Source data
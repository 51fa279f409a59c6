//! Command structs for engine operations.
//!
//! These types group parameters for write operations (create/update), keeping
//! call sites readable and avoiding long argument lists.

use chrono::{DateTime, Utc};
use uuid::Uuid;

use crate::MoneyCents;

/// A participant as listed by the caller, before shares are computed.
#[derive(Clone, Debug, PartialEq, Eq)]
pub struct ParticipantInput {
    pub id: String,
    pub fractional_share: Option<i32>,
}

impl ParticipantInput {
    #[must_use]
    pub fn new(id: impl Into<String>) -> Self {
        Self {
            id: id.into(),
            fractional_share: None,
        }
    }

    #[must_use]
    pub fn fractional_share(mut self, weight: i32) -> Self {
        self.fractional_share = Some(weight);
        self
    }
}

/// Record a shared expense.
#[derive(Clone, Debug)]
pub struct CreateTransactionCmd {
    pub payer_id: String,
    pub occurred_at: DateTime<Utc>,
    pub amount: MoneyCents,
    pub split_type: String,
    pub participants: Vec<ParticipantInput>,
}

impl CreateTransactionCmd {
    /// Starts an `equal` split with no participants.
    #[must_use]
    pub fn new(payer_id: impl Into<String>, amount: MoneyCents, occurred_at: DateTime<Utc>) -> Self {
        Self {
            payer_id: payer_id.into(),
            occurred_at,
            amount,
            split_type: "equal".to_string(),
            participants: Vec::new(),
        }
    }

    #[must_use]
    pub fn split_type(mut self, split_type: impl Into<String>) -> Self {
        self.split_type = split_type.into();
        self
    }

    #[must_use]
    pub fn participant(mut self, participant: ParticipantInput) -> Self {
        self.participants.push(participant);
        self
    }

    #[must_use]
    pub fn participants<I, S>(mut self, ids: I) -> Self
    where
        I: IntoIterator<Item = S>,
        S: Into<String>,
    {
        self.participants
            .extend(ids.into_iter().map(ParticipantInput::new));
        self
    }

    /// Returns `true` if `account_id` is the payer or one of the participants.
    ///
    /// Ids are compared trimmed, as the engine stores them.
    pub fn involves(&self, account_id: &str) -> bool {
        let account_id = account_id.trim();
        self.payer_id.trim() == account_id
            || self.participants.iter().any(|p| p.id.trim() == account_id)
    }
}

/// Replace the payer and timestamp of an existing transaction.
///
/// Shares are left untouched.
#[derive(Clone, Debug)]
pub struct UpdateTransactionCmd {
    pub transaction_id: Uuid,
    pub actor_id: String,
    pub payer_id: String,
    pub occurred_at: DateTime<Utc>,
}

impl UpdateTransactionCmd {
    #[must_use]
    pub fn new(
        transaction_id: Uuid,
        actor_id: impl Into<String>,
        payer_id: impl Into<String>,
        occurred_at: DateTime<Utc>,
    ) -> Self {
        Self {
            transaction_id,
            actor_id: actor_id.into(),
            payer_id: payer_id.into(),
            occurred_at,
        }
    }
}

• WORK INSTRUCTIONS: The records above are to be duplicated exactly, every one of them.

• SOLUTION:
repository 51fa279f409a59c6
//! Command structs for engine operations.
//!
//! These types group parameters for write operations (create/update), keeping
//! call sites readable and avoiding long argument lists.

use chrono::{DateTime, Utc};
use uuid::Uuid;

use crate::MoneyCents;

/// A participant as listed by the caller, before shares are computed.
#[derive(Clone, Debug, PartialEq, Eq)]
pub struct ParticipantInput {
    pub id: String,
    pub fractional_share: Option<i32>,
}

impl ParticipantInput {
    #[must_use]
    pub fn new(id: impl Into<String>) -> Self {
        Self {
            id: id.into(),
            fractional_share: None,
        }
    }

    #[must_use]
    pub fn fractional_share(mut self, weight: i32) -> Self {
        self.fractional_share = Some(weight);
        self
    }
}

/// Record a shared expense.
#[derive(Clone, Debug)]
pub struct CreateTransactionCmd {
    pub payer_id: String,
    pub occurred_at: DateTime<Utc>,
    pub amount: MoneyCents,
    pub split_type: String,
    pub participants: Vec<ParticipantInput>,
}

impl CreateTransactionCmd {
    /// Starts an `equal` split with no participants.
    #[must_use]
    pub fn new(payer_id: impl Into<String>, amount: MoneyCents, occurred_at: DateTime<Utc>) -> Self {
        Self {
            payer_id: payer_id.into(),
            occurred_at,
            amount,
            split_type: "equal".to_string(),
            participants: Vec::new(),
        }
    }

    #[must_use]
    pub fn split_type(mut self, split_type: impl Into<String>) -> Self {
        self.split_type = split_type.into();
        self
    }

    #[must_use]
    pub fn participant(mut self, participant: ParticipantInput) -> Self {
        self.participants.push(participant);
        self
    }

    #[must_use]
    pub fn participants<I, S>(mut self, ids: I) -> Self
    where
        I: IntoIterator<Item = S>,
        S: Into<String>,
    {
        self.participants
            .extend(ids.into_iter().map(ParticipantInput::new));
        self
    }

    /// Returns `true` if `account_id` is the payer or one of the participants.
    ///
    /// Ids are compared trimmed, as the engine stores them.
    pub fn involves(&self, account_id: &str) -> bool {
        let account_id = account_id.trim();
        self.payer_id.trim() == account_id
            || self.participants.iter().any(|p| p.id.trim() == account_id)
    }
}

/// Replace the payer and timestamp of an existing transaction.
///
/// Shares are left untouched.
#[derive(Clone, Debug)]
pub struct UpdateTransactionCmd {
    pub transaction_id: Uuid,
    pub actor_id: String,
    pub payer_id: String,
    pub occurred_at: DateTime<Utc>,
}

impl UpdateTransactionCmd {
    #[must_use]
    pub fn new(
        transaction_id: Uuid,
        actor_id: impl Into<String>,
        payer_id: impl Into<String>,
        occurred_at: DateTime<Utc>,
    ) -> Self {
        Self {
            transaction_id,
            actor_id: actor_id.into(),
            payer_id: payer_id.into(),
            occurred_at,
        }
    }
}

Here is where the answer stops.